One solution is to stoke fear. Fear is a primal emotion, far older than our ability to calculate trade-offs. And when people are truly scared, they're willing to do almost anything to make that feeling go away; lots of other psychological research supports that. Any burglar alarm salesman will tell you that people buy only after they've been robbed, or after one of their neighbors has been robbed. And the fears stoked by 9/11, and the politics surrounding 9/11, have fueled an entire industry devoted to counterterrorism. When emotion takes over like that, people are much less likely to think rationally.
(Don't just settle for that small excerpt. Go read the whole thing.)
I've written about this before (see The security software industry wants you to be afraid, from February 2005), and the observation is still true. One thing Schneier doesn't mention in this essay is that this psychological reality provides a powerful economic incentive for a security vendor to find something, anything, and then to make some noise about what it found. Not so much that you'll be annoyed, but just enough to let you know they're on the job. Paradoxically, as I observed in the real-world example that inspired that earlier column, detecting a false positive can be economically more valuable than correctly ignoring it:
Joe feels good because the software told him it had protected him, even though the likelihood that this was an actual attack is microscopic. The lesson that Joe is unwittingly sending to the vendors in question is, “Give me more false positives, because the more times you tell me you’ve protected me from something, the more I’ll feel like I’ve gotten my money’s worth from your software.” If he had a better security program, it would have realized that this outgoing connection was just fine and would not have given him any warning at all.
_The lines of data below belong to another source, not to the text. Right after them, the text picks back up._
#[cfg(test)]
mod tests {
    use super::*;
    use crate::peer::PeerTimings;
    use crate::response::{encode_response, Response};
    use crate::transport::testing::{ScriptHandle, ScriptedConnector, Step};
    use crate::transport::Endpoint;

    const NAVIS: &str = "NavisRobotControl";

    struct Harness {
        sup: Supervisor,
        connector: ScriptedConnector,
        commands: mpsc::Sender<InboundRequest>,
    }

    impl Harness {
        fn new(peers: &[(&str, u16, &str)], config: SupervisorConfig) -> Self {
            let connector = ScriptedConnector::default();
            let mut registry = PeerRegistry::new(connector.clone(), PeerTimings::default());
            for &(name, port, prefix) in peers {
                registry
                    .add(name, Endpoint::new("127.0.0.1", port), prefix)
                    .unwrap();
            }
            let (tx, rx) = mpsc::channel(8);
            Self {
                sup: Supervisor::new(registry, rx, config),
                connector,
                commands: tx,
            }
        }

        fn script(&self, name: &str) -> ScriptHandle {
            let peer = self.sup.registry().get(name).unwrap();
            self.connector.script(peer.endpoint())
        }

        fn summary(&self, name: &str) -> PeerSummary {
            self.sup.status()[name]
        }

        async fn command(&mut self, line: &str) -> String {
            let (req, rx) = InboundRequest::new(line.as_bytes().to_vec());
            self.commands.send(req).await.unwrap();
            self.sup.tick().await;
            String::from_utf8(rx.await.unwrap()).unwrap()
        }
    }

    fn navis() -> Harness {
        Harness::new(&[(NAVIS, 5560, "navis")], SupervisorConfig::default())
    }

    #[tokio::test]
    async fn navis_dies_after_five_failures_and_recovers() {
        let mut h = navis();
        let script = h.script(NAVIS);
        assert_eq!(
            h.summary(NAVIS),
            PeerSummary {
                alive: true,
                connected: false
            }
        );

        for tick in 1..=5 {
            h.sup.tick().await;
            assert_eq!(h.sup.registry().get(NAVIS).unwrap().error_count(), tick);
            assert!(h.summary(NAVIS).alive, "still alive after {} failures", tick);
        }
        h.sup.tick().await;
        assert_eq!(
            h.command("status").await,
            format!("{{\"{}\":{{\"alive\":false,\"connected\":false}}}}", NAVIS)
        );

        // Dead peers see no traffic at all.
        let before = script.activity();
        h.sup.tick().await;
        h.sup.tick().await;
        assert_eq!(script.activity(), before);

        script.push_text("buffered reply");
        assert_eq!(h.command(&format!("reconnect {}", NAVIS)).await, "success");
        assert_eq!(
            h.summary(NAVIS),
            PeerSummary {
                alive: true,
                connected: true
            }
        );
        assert_eq!(h.sup.registry().get(NAVIS).unwrap().error_count(), 0);
    }

    #[tokio::test]
    async fn connected_peer_status_is_refreshed() {
        let mut h = navis();
        let script = h.script(NAVIS);
        script.push_text("hello");
        script.push_text("{\"position\": 12.5}");
        h.sup.tick().await;
        assert!(h.summary(NAVIS).connected);
        h.sup.tick().await;
        assert_eq!(script.sent(), vec!["navis.status"]);
        let peer = h.sup.registry().get(NAVIS).unwrap();
        assert_eq!(peer.status().unwrap()["position"], 12.5);
    }

    #[tokio::test]
    async fn one_dead_peer_does_not_disturb_another() {
        let mut h = Harness::new(
            &[("Broken", 6000, "broken"), ("Andor", 6001, "andor")],
            SupervisorConfig::default(),
        );
        let andor = h.script("Andor");
        andor.set_fallback(Some("{\"cooler\": \"on\"}"));

        for _ in 0..8 {
            h.sup.tick().await;
            assert_eq!(
                h.summary("Andor"),
                PeerSummary {
                    alive: true,
                    connected: true
                }
            );
        }
        assert!(!h.summary("Broken").alive);
        let peer = h.sup.registry().get("Andor").unwrap();
        assert_eq!(peer.status().unwrap()["cooler"], "on");
        assert_eq!(peer.error_count(), 0);
    }

    #[tokio::test]
    async fn reconnect_is_idempotent_and_local() {
        let mut h = Harness::new(
            &[(NAVIS, 5560, "navis"), ("Led", 5570, "led")],
            SupervisorConfig::default(),
        );
        h.script(NAVIS).set_fallback(Some("{}"));
        h.sup.tick().await;
        h.sup.tick().await;
        let led_before = (h.summary("Led"), h.sup.registry().get("Led").unwrap().error_count());

        h.sup.reconnect(NAVIS).unwrap();
        h.sup.reconnect(NAVIS).unwrap();
        let navis = h.sup.registry().get(NAVIS).unwrap();
        assert_eq!(navis.error_count(), 0);
        assert!(navis.is_connected());
        assert_eq!(
            (h.summary("Led"), h.sup.registry().get("Led").unwrap().error_count()),
            led_before
        );
    }

    #[tokio::test]
    async fn unknown_peer_and_command() {
        let mut h = navis();
        assert_eq!(h.command("launch").await, "Unknown command: launch");
        assert_eq!(
            h.command("reconnect Nobody").await,
            "Error processing command: unknown peer Nobody"
        );
        assert!(matches!(
            h.sup.reconnect("Nobody"),
            Err(DispatchError::UnknownPeer(_))
        ));
        assert_eq!(
            h.command("reconnect").await,
            "Error processing command: missing argument <peer>"
        );
    }

    #[tokio::test]
    async fn help_lists_every_command_and_each_answers() {
        let mut h = navis();
        let help: BTreeMap<String, String> =
            serde_json::from_str(&h.command("help").await).unwrap();
        let names: Vec<&str> = h.sup.commands().names().collect();
        assert_eq!(help.keys().map(String::as_str).collect::<Vec<_>>(), names);

        for name in names {
            if name == "quit" {
                continue;
            }
            for line in [name.to_string(), format!("{} %%garbage%% 1,2", name)] {
                let reply = h.command(&line).await;
                assert!(!reply.is_empty(), "{} gave an empty reply", line);
            }
        }
        assert!(h.sup.is_running());
        assert_eq!(h.command("quit").await, "success");
        assert!(!h.sup.is_running());
    }

    #[tokio::test(start_paused = true)]
    async fn run_holds_cadence_and_stops_on_quit() {
        let mut h = navis();
        h.script(NAVIS).set_fallback(Some("{}"));
        let (req, rx) = InboundRequest::new(b"quit".to_vec());
        let started = Instant::now();

        let sender = h.commands.clone();
        let (_, reply) = tokio::join!(h.sup.run(), async move {
            tokio::time::sleep(Duration::from_millis(1600)).await;
            sender.send(req).await.unwrap();
            rx.await.unwrap()
        });

        assert_eq!(reply, b"success");
        // Ticks at 0, 500, 1000, 1500 ms; quit is picked up by the tick at 2000 ms.
        assert_eq!(h.sup.ticks(), 5);
        let elapsed = started.elapsed();
        assert!(elapsed >= Duration::from_millis(2000) && elapsed < Duration::from_millis(2500));
    }

    #[tokio::test]
    async fn reboot_goes_through_power_controller() {
        let config = SupervisorConfig {
            power_controller: Some("Power".into()),
            ..SupervisorConfig::default()
        };
        let mut h = Harness::new(&[(NAVIS, 5560, "navis"), ("Power", 5580, "pdu")], config);
        let power = h.script("Power");
        power.set_fallback(Some("success"));
        h.sup.tick().await;
        assert!(h.summary("Power").connected);

        h.script(NAVIS).set_fallback(Some("{}"));
        h.sup.tick().await;
        assert!(h.summary(NAVIS).connected);

        assert_eq!(h.command(&format!("reboot {}", NAVIS)).await, "success");
        assert!(power
            .sent()
            .contains(&format!("pdu.power_cycle {}", NAVIS)));
        let navis = h.sup.registry().get(NAVIS).unwrap();
        assert!(navis.is_alive());
        assert_eq!(navis.error_count(), 0);

        assert!(matches!(
            h.sup.reboot("Power").await,
            Err(DispatchError::InvalidArgument(_))
        ));
    }

    #[tokio::test]
    async fn reboot_without_controller_only_resets() {
        let mut h = navis();
        for _ in 0..6 {
            h.sup.tick().await;
        }
        assert!(!h.summary(NAVIS).alive);
        assert_eq!(h.sup.reboot(NAVIS).await.unwrap(), "success");
        assert_eq!(
            h.summary(NAVIS),
            PeerSummary {
                alive: true,
                connected: false
            }
        );
    }

    #[tokio::test]
    async fn rebooted_peer_stays_disconnected_until_it_answers() {
        let mut h = navis();
        let script = h.script(NAVIS);
        script.push_text("hello");
        h.sup.tick().await;
        assert!(h.summary(NAVIS).connected);

        h.sup.reboot(NAVIS).await.unwrap();
        assert_eq!(script.resets(), 1);
        // Module is still power-cycling: nothing answers.
        h.sup.tick().await;
        assert_eq!(
            h.summary(NAVIS),
            PeerSummary {
                alive: true,
                connected: false
            }
        );
        assert_eq!(h.sup.registry().get(NAVIS).unwrap().error_count(), 1);

        script.push_text("");
        h.sup.tick().await;
        assert!(h.summary(NAVIS).connected);
    }

    #[tokio::test]
    async fn relay_and_query_forward_to_peer() {
        let mut h = navis();
        let script = h.script(NAVIS);
        script.push_text("hi");
        h.sup.tick().await;

        script.push_text("success");
        assert_eq!(h.command(&format!("relay {} move 10 20", NAVIS)).await, "success");
        assert!(script.sent().contains(&"navis.move 10,20".to_string()));

        script.push(Step::Reply(encode_response(&Response::Float(1.25)).unwrap()));
        assert_eq!(h.command(&format!("query {} focus", NAVIS)).await, "1.25");
    }

    #[tokio::test]
    async fn relay_refuses_dead_peer() {
        let mut h = navis();
        for _ in 0..6 {
            h.sup.tick().await;
        }
        assert!(matches!(
            h.sup.relay(NAVIS, "status", &[]).await,
            Err(DispatchError::PeerDead(_))
        ));
    }

    #[tokio::test]
    async fn info_reports_cached_state() {
        let mut h = navis();
        h.sup.tick().await;
        let info: Value = serde_json::from_str(&h.command(&format!("info {}", NAVIS)).await).unwrap();
        assert_eq!(info["endpoint"], "127.0.0.1:5560");
        // The command is served before that tick's poll.
        assert_eq!(info["error_count"], 1);
        assert_eq!(info["status"], Value::Null);
    }
}
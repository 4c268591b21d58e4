//! Request-reply transport seam. The core owns no sockets; hosts plug in a
//! [`Connector`] for outbound peers and feed [`InboundRequest`]s for the
//! supervisor's own endpoint.

use std::fmt;

use async_trait::async_trait;
use serde::{Deserialize, Serialize};
use tokio::sync::oneshot;

/// Network location of a peer's request-reply socket.
#[derive(Debug, Clone, PartialEq, Eq, Hash, Serialize, Deserialize)]
pub struct Endpoint {
    pub host: String,
    pub port: u16,
}

impl Endpoint {
    pub fn new(host: impl Into<String>, port: u16) -> Self {
        Self {
            host: host.into(),
            port,
        }
    }
}

impl fmt::Display for Endpoint {
    fn fmt(&self, f: &mut fmt::Formatter<'_>) -> fmt::Result {
        write!(f, "{}:{}", self.host, self.port)
    }
}

/// Client half of a request-reply socket. One request, then exactly one reply.
///
/// Implementations must be cancel-safe in `recv`: the caller wraps exchanges in
/// a timeout, and a reply that arrives after the deadline has to be readable by
/// the next `recv`.
#[async_trait]
pub trait Transport: Send {
    async fn send(&mut self, frame: &[u8]) -> std::io::Result<()>;
    async fn recv(&mut self) -> std::io::Result<Vec<u8>>;

    /// Drop the connection and forget any unanswered request. The next
    /// `send` or `recv` dials fresh.
    fn reset(&mut self);
}

/// Opens a transport for a peer endpoint. Opening is lazy; nothing is dialled here.
pub trait Connector: Send + Sync {
    fn connect(&self, endpoint: &Endpoint) -> Box<dyn Transport>;
}

/// One request received on the supervisor's endpoint, with the slot for its reply.
#[derive(Debug)]
pub struct InboundRequest {
    pub payload: Vec<u8>,
    reply: oneshot::Sender<Vec<u8>>,
}

impl InboundRequest {
    pub fn new(payload: Vec<u8>) -> (Self, oneshot::Receiver<Vec<u8>>) {
        let (reply, rx) = oneshot::channel();
        (Self { payload, reply }, rx)
    }

    /// Send the reply. A requester that already hung up is ignored.
    pub fn respond(self, bytes: Vec<u8>) {
        let _ = self.reply.send(bytes);
    }
}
That is just wrong. On a healthy computer with multiple layers of security, most threats should be blocked or neutralized before the user ever sees them. Getting lots of warnings is a sign that one of those layers isn’t working as well as it should. But that’s exactly the opposite of what motivates developers of security software today.
The recent research report released by Australian security vendor PC Tools, which I wrote about last week in Puncturing the myth of the invulnerable OS, is a perfect example of that technique taken to an extreme. Taken at face value, the research data led to a reasonable and fairly obvious conclusion: Windows Vista's security is much-improved over its predecessors, but it does not offer protection from every avenue of attack over a network. For that, you need a multi-layered security strategy that includes user training and accurate, up-to-date antivirus software that works as unobtrusively as possible.
The trouble, as Schneier notes, is that we humans find it difficult to buy based on that perfectly rational approach to security. Instead, we fall for the fear: "ZOMG, viruses! Trojan horses! Cookies!" That response is what allows security software companies to expand their product lines with additional products (for an additional cost, of course), and why I get e-mail and comments from people proudly listing the five separate security products they have running at all times. A couple of anti-spyware programs, antivirus software, a firewall, and invariably one extra layer of voodoo software.
That seems crazy to me. There's a big difference between a healthy understanding of the risks of using the Internet and bug-eyed paranoia. Going overboard on security seems as unwise as going out completely unprotected. Finding the right balance takes a little extra work, as Schneier notes: "[Y]ou can never ignore the cognitive bias embedded so deeply in the human brain. But if you understand it, you have a better chance of overcoming it." Exactly.
So, what are the layers in your security strategy?